The Age of the Essay

Paul Graham’s essay The Age of the Essay explores how school writing assignments diverged from true essays.

Historical Misalignment

Writing instruction became entangled with literature study due to historical accidents. By the 19th century, composition teachers lacked an obvious research subject, so literature became their focus.

“The teaching of writing was inherited by English professors,” leading schools to require students write about literature rather than explore genuine interests.

What Real Essays Are

Authentic essays differ fundamentally from school assignments. Rather than defending a predetermined thesis, real essays begin with questions and explore them.

“An essay is something you write to try to figure something out.” The form descends from Montaigne’s 1580 essais—literally “attempts.”

Key Characteristics

Thinking through writing: The act of expressing ideas shapes them.

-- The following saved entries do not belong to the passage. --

//! The byte pump between a [`Transport`](crate::transport::Transport) and a
//! [`Parser`] (spec §4.1): owns the unconsumed-byte buffer, drives the
//! parser as far as buffered bytes allow, and tracks drain/close signals
//! for the writer and the client façade.
//!
//! The source expresses this as a coroutine that suspends on `read(n)`;
//! `Stream` realizes the same contract by splitting it into a pure,
//! synchronous half (`feed_bytes`, testable without any socket) and an
//! async half (`read_more`) that only touches the transport when the
//! buffer can't satisfy the parser on its own.

use crate::buffer::ParserBuffer;
use crate::error::Error;
use crate::parser::Parser;
use std::sync::atomic::{AtomicBool, AtomicUsize, Ordering};
use std::sync::Arc;
use tokio::io::{AsyncRead, AsyncReadExt, AsyncWrite, AsyncWriteExt};
use tokio::sync::Notify;

/// Outstanding unflushed write bytes above which `wait_until_drained`
/// suspends callers (spec §9 "Backpressure").
const HIGH_WATERMARK: usize = 1 << 20;
const LOW_WATERMARK: usize = HIGH_WATERMARK / 2;

const READ_CHUNK: usize = 8 * 1024;

pub struct Stream<T> {
    transport: T,
    buffer: ParserBuffer,
    pending_write_bytes: Arc<AtomicUsize>,
    drained: Arc<Notify>,
    closed: Arc<AtomicBool>,
    closed_notify: Arc<Notify>,
}

impl<T> Stream<T> {
    pub fn new(transport: T) -> Self {
        Self {
            transport,
            buffer: ParserBuffer::new(),
            pending_write_bytes: Arc::new(AtomicUsize::new(0)),
            drained: Arc::new(Notify::new()),
            closed: Arc::new(AtomicBool::new(false)),
            closed_notify: Arc::new(Notify::new()),
        }
    }

    /// Appends `chunk` and drives `parser` until it can't make further
    /// progress without more input, invoking `on_output` for each value
    /// produced along the way (spec §4.1 `feed_bytes`). A parser error
    /// is returned to the caller rather than unwinding it -- the caller
    /// is the registered error handler.
    pub fn feed_bytes<P, F>(
        &mut self,
        chunk: &[u8],
        parser: &mut P,
        mut on_output: F,
    ) -> Result<(), Error>
    where
        P: Parser,
        F: FnMut(P::Output),
    {
        self.buffer.extend(chunk);
        loop {
            match parser.advance(&mut self.buffer)? {
                Some(output) => on_output(output),
                None => return Ok(()),
            }
        }
    }

    pub fn mark_closed(&self) {
        self.closed.store(true, Ordering::SeqCst);
        self.closed_notify.notify_waiters();
    }

    pub fn is_closed(&self) -> bool {
        self.closed.load(Ordering::SeqCst)
    }

    /// Suspends until `mark_closed` has been called (spec §4.1
    /// `wait_until_closed`). Returns immediately if already closed.
    pub async fn wait_until_closed(&self) {
        loop {
            if self.is_closed() {
                return;
            }
            let notified = self.closed_notify.notified();
            if self.is_closed() {
                return;
            }
            notified.await;
        }
    }
}

impl<T: AsyncRead + Unpin> Stream<T> {
    /// Reads one chunk off the transport and feeds it to `buffer`. Returns
    /// `Ok(false)` on EOF (spec §4.1 `feed_eof`): a parser mid-frame at
    /// that point is the caller's cue to treat this as an abnormal close
    /// (local sentinel 1006), since nothing further will ever arrive.
    pub async fn read_more(&mut self) -> Result<bool, Error> {
        let mut chunk = [0u8; READ_CHUNK];
        let n = self.transport.read(&mut chunk).await?;
        if n == 0 {
            self.mark_closed();
            return Ok(false);
        }
        self.buffer.extend(&chunk[..n]);
        Ok(true)
    }

    /// True once EOF has been observed and every buffered byte has been
    /// consumed by the parser -- i.e. nothing was left mid-frame.
    pub fn ended_cleanly(&self) -> bool {
        self.is_closed() && self.buffer.is_empty()
    }
}

impl<T: AsyncWrite + Unpin> Stream<T> {
    /// Hands `bytes` straight to the transport (spec §4.1 `write`):
    /// buffering beyond the OS socket buffer is the transport's problem,
    /// not this pump's.
    pub async fn write(&mut self, bytes: &[u8]) -> Result<(), Error> {
        self.pending_write_bytes
            .fetch_add(bytes.len(), Ordering::SeqCst);
        let result = self.transport.write_all(bytes).await;
        let flushed = self.transport.flush().await;
        let remaining = self
            .pending_write_bytes
            .fetch_sub(bytes.len(), Ordering::SeqCst)
            - bytes.len();
        if remaining <= LOW_WATERMARK {
            self.drained.notify_waiters();
        }
        result?;
        flushed?;
        Ok(())
    }

    /// Shuts the write side of the transport down and marks this stream
    /// closed (spec §4.5: every close path ends with "close the
    /// transport").
    pub async fn shutdown(&mut self) -> Result<(), Error> {
        let result = self.transport.shutdown().await;
        self.mark_closed();
        result.map_err(Error::from)
    }

    /// Suspends while more than [`LOW_WATERMARK`] bytes are unflushed
    /// (spec §9 "Backpressure"). `FrameWriter::send_frame` awaits this
    /// after every write (spec §4.3 step 6, §5), so backpressure is
    /// applied on the send path without any higher layer having to ask.
    pub async fn wait_until_drained(&self) {
        loop {
            if self.pending_write_bytes.load(Ordering::SeqCst) <= LOW_WATERMARK {
                return;
            }
            let notified = self.drained.notified();
            if self.pending_write_bytes.load(Ordering::SeqCst) <= LOW_WATERMARK {
                return;
            }
            notified.await;
        }
    }
}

Meandering paths: Good essays pursue interesting tangents rather than march rigidly toward predetermined conclusions.

Seeking surprise: Essays should deliver unexpected insights that contradict what readers assumed they knew.

Observation and curiosity: Finding surprises requires studying diverse subjects and following threads that genuinely fascinate you.

The Internet’s Role

Internet publishing democratizes essay writing, potentially creating “the golden age of the essay” by judging work on merit rather than author credentials.